WORK REQUEST — Using the records below, give again exactly the lines from the line that contains "patch.push(site);" through the line that contains "if let Some(neighbor)", both ends included, and only those.

DATASET EXCERPTS —
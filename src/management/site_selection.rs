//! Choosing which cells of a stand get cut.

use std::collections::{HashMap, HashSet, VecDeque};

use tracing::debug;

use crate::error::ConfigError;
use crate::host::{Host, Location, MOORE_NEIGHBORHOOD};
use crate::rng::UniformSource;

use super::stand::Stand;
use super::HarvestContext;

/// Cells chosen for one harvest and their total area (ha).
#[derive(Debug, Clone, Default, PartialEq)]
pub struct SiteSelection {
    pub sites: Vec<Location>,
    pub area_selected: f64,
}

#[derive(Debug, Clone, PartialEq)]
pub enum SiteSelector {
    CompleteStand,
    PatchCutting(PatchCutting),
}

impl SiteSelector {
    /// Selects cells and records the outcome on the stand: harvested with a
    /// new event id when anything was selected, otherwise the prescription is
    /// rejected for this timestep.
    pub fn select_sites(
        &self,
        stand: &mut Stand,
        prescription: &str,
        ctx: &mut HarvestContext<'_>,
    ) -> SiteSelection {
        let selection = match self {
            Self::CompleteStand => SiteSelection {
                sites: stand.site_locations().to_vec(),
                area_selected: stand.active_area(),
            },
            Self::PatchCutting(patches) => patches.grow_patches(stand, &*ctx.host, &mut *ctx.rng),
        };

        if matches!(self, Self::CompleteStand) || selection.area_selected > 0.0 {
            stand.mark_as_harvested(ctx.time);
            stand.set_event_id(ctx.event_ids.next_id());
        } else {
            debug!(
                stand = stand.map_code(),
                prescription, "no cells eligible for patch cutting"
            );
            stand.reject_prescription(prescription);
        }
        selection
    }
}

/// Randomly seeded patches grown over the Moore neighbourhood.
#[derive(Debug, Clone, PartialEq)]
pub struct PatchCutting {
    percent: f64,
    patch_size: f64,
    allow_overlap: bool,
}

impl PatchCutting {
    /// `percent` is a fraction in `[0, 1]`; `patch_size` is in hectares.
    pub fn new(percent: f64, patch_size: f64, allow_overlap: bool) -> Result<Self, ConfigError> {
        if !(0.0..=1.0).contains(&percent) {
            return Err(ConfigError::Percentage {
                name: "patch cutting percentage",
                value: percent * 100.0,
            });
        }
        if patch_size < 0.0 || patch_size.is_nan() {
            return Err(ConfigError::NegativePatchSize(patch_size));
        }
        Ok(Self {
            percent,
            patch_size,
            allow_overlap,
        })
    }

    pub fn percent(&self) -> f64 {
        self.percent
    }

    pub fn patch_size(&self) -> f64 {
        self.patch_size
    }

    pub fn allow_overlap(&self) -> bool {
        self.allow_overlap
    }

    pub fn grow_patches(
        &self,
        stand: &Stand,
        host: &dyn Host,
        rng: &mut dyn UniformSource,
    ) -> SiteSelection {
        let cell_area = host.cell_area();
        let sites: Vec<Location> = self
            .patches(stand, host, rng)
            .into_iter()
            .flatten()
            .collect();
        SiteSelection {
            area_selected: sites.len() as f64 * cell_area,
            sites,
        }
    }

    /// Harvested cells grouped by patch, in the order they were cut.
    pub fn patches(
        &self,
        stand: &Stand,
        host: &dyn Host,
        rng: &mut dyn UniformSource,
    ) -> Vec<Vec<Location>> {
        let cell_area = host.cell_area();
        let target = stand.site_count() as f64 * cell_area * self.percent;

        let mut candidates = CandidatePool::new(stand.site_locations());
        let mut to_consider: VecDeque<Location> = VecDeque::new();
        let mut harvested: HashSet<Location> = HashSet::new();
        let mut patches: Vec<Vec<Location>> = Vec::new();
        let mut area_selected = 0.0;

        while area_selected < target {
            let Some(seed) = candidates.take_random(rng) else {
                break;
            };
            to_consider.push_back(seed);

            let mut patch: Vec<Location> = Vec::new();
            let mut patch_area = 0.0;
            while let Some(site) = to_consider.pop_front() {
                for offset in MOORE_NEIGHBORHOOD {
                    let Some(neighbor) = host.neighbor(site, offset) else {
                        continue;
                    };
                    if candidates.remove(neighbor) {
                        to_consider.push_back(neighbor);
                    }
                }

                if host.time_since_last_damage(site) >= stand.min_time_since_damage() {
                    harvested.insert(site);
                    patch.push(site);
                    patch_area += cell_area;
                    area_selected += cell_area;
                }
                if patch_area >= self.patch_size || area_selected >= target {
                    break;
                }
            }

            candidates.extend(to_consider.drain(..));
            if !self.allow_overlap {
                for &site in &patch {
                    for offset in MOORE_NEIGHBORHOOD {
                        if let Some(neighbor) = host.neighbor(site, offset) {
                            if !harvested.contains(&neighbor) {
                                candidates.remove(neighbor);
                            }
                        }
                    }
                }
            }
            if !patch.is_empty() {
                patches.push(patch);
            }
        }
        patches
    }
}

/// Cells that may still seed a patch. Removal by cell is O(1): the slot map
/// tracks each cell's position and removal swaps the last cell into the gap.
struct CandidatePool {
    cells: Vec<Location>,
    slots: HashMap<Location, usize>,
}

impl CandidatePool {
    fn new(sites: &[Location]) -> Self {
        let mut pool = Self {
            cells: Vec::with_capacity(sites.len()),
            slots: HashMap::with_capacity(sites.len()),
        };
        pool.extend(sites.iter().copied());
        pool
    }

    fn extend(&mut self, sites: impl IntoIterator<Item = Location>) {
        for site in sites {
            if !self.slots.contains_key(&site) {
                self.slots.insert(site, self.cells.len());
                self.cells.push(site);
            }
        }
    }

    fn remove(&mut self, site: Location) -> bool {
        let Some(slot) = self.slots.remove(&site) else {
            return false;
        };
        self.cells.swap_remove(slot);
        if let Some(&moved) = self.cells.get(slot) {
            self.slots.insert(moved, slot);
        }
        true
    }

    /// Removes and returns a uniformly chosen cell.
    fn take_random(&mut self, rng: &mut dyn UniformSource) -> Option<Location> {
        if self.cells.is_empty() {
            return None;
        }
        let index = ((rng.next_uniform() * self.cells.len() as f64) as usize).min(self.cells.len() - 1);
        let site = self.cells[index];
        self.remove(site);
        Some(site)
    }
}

---

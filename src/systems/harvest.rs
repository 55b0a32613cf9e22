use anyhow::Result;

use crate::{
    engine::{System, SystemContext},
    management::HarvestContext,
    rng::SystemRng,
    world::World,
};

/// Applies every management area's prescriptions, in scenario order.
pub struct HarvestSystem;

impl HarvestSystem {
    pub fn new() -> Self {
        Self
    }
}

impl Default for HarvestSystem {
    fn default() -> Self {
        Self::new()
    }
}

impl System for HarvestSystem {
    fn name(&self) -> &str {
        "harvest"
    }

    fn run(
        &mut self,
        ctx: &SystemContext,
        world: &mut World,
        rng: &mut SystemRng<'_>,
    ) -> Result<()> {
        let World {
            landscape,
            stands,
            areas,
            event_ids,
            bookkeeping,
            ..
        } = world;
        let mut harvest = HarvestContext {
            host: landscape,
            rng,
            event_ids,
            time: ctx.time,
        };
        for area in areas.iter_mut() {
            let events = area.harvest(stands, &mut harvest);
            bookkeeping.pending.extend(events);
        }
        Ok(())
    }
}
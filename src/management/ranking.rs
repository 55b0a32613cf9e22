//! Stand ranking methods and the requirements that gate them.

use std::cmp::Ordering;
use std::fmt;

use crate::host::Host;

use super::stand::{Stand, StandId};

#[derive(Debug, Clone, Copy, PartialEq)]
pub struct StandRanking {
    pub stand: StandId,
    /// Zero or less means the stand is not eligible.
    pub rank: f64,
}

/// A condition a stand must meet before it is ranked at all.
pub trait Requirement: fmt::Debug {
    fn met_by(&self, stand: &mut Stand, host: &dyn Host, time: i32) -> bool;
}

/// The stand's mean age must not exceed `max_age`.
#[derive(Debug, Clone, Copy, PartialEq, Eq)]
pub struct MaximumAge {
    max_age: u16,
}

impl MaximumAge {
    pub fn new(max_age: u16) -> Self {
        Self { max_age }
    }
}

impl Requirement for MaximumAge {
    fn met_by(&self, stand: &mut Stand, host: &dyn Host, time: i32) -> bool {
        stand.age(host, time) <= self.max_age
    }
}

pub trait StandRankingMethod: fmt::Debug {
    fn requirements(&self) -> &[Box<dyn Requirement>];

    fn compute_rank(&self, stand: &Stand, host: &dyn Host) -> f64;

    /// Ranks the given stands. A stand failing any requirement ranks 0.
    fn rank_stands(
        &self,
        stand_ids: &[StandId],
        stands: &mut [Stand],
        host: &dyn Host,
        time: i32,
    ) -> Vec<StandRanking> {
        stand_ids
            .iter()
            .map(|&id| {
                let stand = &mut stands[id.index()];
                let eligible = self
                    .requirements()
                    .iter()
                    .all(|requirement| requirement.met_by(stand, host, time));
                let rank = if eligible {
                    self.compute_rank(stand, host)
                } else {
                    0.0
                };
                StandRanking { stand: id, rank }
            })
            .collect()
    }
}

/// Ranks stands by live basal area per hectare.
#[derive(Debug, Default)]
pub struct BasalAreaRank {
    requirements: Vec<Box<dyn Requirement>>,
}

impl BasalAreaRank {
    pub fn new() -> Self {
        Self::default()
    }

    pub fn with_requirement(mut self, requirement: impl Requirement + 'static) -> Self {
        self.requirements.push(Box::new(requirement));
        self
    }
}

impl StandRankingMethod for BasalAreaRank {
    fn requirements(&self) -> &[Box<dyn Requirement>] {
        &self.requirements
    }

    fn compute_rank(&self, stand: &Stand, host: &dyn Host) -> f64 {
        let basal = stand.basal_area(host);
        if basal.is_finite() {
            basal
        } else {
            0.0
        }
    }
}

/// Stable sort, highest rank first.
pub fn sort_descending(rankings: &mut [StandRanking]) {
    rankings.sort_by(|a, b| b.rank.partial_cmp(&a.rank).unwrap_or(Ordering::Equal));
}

==

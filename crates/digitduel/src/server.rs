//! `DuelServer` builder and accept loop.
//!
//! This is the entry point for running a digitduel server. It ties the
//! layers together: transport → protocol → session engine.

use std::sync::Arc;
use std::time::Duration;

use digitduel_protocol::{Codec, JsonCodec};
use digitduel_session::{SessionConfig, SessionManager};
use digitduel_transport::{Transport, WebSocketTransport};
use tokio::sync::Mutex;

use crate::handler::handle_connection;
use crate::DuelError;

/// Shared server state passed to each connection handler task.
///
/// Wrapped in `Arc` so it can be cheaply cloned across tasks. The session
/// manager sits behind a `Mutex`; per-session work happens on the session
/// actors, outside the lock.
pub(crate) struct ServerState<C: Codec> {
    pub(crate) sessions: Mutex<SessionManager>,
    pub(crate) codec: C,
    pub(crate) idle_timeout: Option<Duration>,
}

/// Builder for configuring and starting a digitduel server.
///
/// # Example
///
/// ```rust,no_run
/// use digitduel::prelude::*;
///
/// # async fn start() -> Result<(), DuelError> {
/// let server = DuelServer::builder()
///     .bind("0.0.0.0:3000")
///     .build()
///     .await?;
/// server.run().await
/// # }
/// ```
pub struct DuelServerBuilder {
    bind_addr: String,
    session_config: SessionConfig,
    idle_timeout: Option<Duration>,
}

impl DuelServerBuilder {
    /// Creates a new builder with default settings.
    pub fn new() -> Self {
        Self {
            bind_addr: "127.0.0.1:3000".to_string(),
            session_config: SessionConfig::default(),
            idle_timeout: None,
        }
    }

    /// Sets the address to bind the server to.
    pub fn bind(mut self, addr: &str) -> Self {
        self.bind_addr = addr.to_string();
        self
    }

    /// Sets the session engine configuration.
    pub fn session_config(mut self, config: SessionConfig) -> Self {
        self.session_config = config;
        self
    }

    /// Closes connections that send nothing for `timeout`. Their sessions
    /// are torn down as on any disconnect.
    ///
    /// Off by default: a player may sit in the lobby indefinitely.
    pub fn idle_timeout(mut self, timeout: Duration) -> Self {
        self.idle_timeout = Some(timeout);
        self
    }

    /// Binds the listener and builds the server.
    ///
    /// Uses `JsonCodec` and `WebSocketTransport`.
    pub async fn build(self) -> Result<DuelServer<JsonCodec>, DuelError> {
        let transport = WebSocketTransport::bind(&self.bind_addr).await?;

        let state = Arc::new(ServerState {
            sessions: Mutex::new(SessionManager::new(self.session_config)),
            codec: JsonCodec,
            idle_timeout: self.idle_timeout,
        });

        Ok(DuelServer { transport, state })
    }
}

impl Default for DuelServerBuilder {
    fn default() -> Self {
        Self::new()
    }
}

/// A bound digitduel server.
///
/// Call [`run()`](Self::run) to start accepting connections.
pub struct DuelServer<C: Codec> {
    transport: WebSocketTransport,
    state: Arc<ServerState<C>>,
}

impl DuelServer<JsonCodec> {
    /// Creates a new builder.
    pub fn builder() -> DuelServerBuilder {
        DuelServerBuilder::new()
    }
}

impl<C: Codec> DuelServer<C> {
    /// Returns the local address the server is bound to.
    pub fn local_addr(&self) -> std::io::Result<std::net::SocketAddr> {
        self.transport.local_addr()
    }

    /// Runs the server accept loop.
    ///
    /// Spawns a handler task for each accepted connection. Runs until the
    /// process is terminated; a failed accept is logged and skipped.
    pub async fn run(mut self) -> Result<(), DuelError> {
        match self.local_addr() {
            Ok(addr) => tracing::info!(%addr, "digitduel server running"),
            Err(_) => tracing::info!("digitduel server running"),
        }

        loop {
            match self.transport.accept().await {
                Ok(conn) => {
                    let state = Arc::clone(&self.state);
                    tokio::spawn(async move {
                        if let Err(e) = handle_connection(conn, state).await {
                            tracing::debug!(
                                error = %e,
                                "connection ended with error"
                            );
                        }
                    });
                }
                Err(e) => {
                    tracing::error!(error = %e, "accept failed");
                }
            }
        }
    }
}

OUTPUT FOR THIS EXERCISE —
                    patch.push(site);
                    patch_area += cell_area;
                    area_selected += cell_area;
                }
                if patch_area >= self.patch_size || area_selected >= target {
                    break;
                }
            }

            candidates.extend(to_consider.drain(..));
            if !self.allow_overlap {
                for &site in &patch {
                    for offset in MOORE_NEIGHBORHOOD {
                        if let Some(neighbor) = host.neighbor(site, offset) {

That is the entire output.